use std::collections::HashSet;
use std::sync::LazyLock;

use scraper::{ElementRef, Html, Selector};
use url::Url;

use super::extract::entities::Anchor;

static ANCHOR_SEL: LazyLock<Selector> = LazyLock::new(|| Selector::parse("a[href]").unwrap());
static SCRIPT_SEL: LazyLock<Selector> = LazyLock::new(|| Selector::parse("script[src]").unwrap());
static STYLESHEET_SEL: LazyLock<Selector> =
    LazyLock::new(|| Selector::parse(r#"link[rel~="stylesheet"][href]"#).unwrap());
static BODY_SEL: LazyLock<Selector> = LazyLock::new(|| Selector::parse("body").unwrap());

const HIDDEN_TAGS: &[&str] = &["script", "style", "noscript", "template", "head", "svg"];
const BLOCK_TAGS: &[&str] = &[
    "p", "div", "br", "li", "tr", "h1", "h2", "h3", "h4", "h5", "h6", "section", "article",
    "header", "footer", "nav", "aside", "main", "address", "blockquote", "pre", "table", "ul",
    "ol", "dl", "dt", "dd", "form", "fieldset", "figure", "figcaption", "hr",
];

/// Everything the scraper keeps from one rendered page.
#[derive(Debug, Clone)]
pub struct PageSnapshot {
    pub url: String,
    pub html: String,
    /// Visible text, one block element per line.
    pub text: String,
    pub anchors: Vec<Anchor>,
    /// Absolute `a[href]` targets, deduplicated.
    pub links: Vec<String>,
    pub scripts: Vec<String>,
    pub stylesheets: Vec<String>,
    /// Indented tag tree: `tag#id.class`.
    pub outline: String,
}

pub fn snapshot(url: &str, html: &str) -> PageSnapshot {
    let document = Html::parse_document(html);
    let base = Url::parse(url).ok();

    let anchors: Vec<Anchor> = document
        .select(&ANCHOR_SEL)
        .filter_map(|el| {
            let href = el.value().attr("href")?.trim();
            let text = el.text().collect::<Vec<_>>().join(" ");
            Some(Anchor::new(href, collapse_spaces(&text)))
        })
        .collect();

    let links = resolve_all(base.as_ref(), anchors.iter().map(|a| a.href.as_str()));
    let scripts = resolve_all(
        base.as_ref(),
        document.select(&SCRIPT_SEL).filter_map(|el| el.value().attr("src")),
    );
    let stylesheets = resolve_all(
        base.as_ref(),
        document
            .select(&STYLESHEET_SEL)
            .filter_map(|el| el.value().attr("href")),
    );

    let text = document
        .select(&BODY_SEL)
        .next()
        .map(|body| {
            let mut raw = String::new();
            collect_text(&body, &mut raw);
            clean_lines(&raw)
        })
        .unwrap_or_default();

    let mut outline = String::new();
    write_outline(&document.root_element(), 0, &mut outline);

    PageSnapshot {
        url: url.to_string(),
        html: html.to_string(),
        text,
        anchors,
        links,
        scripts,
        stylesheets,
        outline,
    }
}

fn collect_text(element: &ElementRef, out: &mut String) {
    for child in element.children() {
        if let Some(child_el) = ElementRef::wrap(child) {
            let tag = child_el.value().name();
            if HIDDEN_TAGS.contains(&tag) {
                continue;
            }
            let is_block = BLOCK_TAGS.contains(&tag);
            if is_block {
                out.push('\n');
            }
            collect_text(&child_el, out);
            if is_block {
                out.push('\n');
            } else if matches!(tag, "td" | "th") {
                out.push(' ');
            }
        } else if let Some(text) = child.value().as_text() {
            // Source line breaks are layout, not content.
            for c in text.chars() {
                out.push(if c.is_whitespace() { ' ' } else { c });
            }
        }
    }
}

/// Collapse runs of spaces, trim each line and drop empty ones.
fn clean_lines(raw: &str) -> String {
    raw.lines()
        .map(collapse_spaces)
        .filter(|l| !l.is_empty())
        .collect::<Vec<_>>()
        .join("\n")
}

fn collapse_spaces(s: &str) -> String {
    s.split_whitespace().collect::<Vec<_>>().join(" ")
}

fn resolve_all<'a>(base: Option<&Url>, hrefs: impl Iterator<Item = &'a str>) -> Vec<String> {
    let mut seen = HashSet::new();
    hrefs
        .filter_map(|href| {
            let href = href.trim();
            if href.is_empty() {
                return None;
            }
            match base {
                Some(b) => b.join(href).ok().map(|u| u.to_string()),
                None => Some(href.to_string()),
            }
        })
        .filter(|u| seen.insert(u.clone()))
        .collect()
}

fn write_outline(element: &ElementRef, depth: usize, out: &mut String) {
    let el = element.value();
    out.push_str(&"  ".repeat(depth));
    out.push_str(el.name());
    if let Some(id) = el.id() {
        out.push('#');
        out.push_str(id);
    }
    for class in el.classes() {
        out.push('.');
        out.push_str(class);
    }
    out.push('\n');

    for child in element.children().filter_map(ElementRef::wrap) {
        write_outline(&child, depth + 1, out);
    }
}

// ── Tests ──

^^^^^^^^^^^^^^^^

> Assignment
Scan the material above for the string "const" and report each line where you find it.

> Completed task
const HIDDEN_TAGS: &[&str] = &["script", "style", "noscript", "template", "head", "svg"];
const BLOCK_TAGS: &[&str] = &[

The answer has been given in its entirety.